US11136513B2ActiveUtilityA1
Multi-stage device and process for production of a low sulfur heavy marine fuel oil from distressed heavy fuel oil materials
Est. expiryFeb 12, 2037(~10.6 yrs left)· nominal 20-yr term from priority
C10G 69/04C10G 2300/202C10G 2300/302C10G 2300/205
97
PatentIndex Score
36
Cited by
679
References
19
Claims
Abstract
A multi-stage process for reducing the production of a Product Heavy Marine Fuel Oil from Distressed Fuel Oil Materials (DFOM) involving a pre-treatment process that transforms the DFOM into Feedstock HMFO which is subsequently sent to a Core Process for removing the Environmental Contaminates. The Product Heavy Marine Fuel Oil complies with ISO 8217 for residual marine fuel oils and has a sulfur level has a maximum sulfur content (ISO 14596 or ISO 8754) between the range of 0.05 mass % to 1.0 mass. A process plant for conducting the process is also disclosed.
Claims
exact text as granted — not AI-modifiedThe invention claimed is:
1. A process for production of a Product Heavy Marine Fuel Oil from Distressed Fuel Oil Materials, the process comprising: processing the Distressed Fuel Oil Materials in a pre-treatment unit under operative conditions to give a pre-treated Feedstock Heavy Marine Fuel Oil, wherein the pre-treated Feedstock Heavy Marine Fuel Oil complies with ISO 8217 except for the environmental contaminates including a sulfur content (ISO 14596 or ISO 8754) between the range of 5.0 wt % to 0.50 wt %; mixing a quantity of the pre-treated Feedstock Heavy Marine Fuel Oil with a quantity of Activating Gas mixture to give a Feedstock Mixture; contacting the Feedstock Mixture with one or more transition metal catalysts under reactive conditions to form a Process Mixture from said Feedstock Mixture; receiving said Process Mixture and separating the Product Heavy Marine Fuel Oil liquid components of the Process Mixture from the gaseous components and by-product hydrocarbon components of the Process Mixture and, discharging the Product Heavy Marine Fuel Oil.
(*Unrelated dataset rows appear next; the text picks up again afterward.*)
//! Tool failure taxonomy.
//!
//! Every failure a tool call can produce is expressed as a [`ToolError`]
//! carrying one of a small fixed set of [`ErrorKind`]s. Upstream-specific
//! error types (`ProcessError`, `HttpError`, `MailError`) convert into it at
//! the tool-set boundary, so nothing past the dispatcher sees a raw fault.

use std::fmt;

use miette::Diagnostic;
use serde::{Deserialize, Serialize};
use thiserror::Error;

/// Stable failure kinds surfaced to callers.
#[derive(Debug, Clone, Copy, PartialEq, Eq, Hash, Serialize, Deserialize)]
pub enum ErrorKind {
    UnknownTool,
    MissingParameter,
    InvalidParameter,
    PathNotAllowed,
    Timeout,
    UpstreamError,
    ConfigurationMissing,
}

impl ErrorKind {
    pub fn as_str(&self) -> &'static str {
        match self {
            ErrorKind::UnknownTool => "UnknownTool",
            ErrorKind::MissingParameter => "MissingParameter",
            ErrorKind::InvalidParameter => "InvalidParameter",
            ErrorKind::PathNotAllowed => "PathNotAllowed",
            ErrorKind::Timeout => "Timeout",
            ErrorKind::UpstreamError => "UpstreamError",
            ErrorKind::ConfigurationMissing => "ConfigurationMissing",
        }
    }
}

impl fmt::Display for ErrorKind {
    fn fmt(&self, f: &mut fmt::Formatter<'_>) -> fmt::Result {
        f.write_str(self.as_str())
    }
}

/// A structured tool failure.
#[derive(Error, Diagnostic, Debug, Clone, PartialEq, Eq)]
#[error("{kind}: {message}")]
#[diagnostic(code(toolbelt::dispatch::tool_error))]
pub struct ToolError {
    pub kind: ErrorKind,
    pub message: String,
}

impl ToolError {
    pub fn new(kind: ErrorKind, message: impl Into<String>) -> Self {
        Self {
            kind,
            message: message.into(),
        }
    }

    pub fn unknown_tool(name: &str) -> Self {
        Self::new(ErrorKind::UnknownTool, format!("Unknown tool: {name}"))
    }

    pub fn missing_parameter(name: &str) -> Self {
        Self::new(
            ErrorKind::MissingParameter,
            format!("Missing required parameter '{name}'"),
        )
    }

    pub fn invalid_parameter(name: &str, reason: impl fmt::Display) -> Self {
        Self::new(
            ErrorKind::InvalidParameter,
            format!("Invalid parameter '{name}': {reason}"),
        )
    }

    pub fn path_not_allowed(path: impl fmt::Display) -> Self {
        Self::new(
            ErrorKind::PathNotAllowed,
            format!("Access denied: {path} is outside allowed directories"),
        )
    }

    pub fn timeout(what: impl fmt::Display) -> Self {
        Self::new(ErrorKind::Timeout, format!("{what} timed out"))
    }

    pub fn upstream(message: impl Into<String>) -> Self {
        Self::new(ErrorKind::UpstreamError, message)
    }

    /// `settings` names the environment variables the tool needs.
    pub fn configuration_missing(settings: &[&str]) -> Self {
        Self::new(
            ErrorKind::ConfigurationMissing,
            format!(
                "Missing required configuration: {}",
                settings.join(", ")
            ),
        )
    }
}

pub type ToolOutcome<T> = Result<T, ToolError>;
2. The process of claim 1 wherein the Product Heavy Marine Fuel Oil complies with ISO 8217:2017 and has a sulfur content (ISO 14596 or ISO 8754) between the range of 0.05 wt % to 0.50 wt %.
3. The process of claim 1 , wherein said Product Heavy Marine Fuel Oil has bulk properties of: a kinematic viscosity at 50° C. (ISO 3104) between the range from 180 mm 2 /s to 700 mm 2 /s; a density at 15° C. (ISO 3675) between the range of 991.0 kg/m 3 to 1010.0 kg/m 3 ; a CCAI is in the range of 780 to 870; a flash point (ISO 2719) no lower than 60° C.; a total sediment—aged (ISO 10307-2) less, than 0.10 mass %; and a carbon residue—micro method (ISO 10.170) less than 20.00 mass %.
4. The process of claim 1 , wherein the transition metal catalyst comprises: a porous inorganic oxide catalyst carrier and a transition metal catalyst, wherein the porous inorganic oxide catalyst carrier is at least one carrier selected from the group consisting of alumina, alumina/boria carrier, a carrier containing metal-containing aluminosilicate, alumina/phosphorus carrier, alumina/alkaline earth metal compound carrier, alumina/Titania carrier and alumina/zirconia carrier, and wherein the transition metal catalyst is one or more metals selected from the group consisting of group 6, 8, 9 and 10 of the Periodic Table and wherein the hydrogen has an ideal gas, partial pressure of hydrogen (p H2 ) greater than 80% of the total pressure of the gas mixture (P).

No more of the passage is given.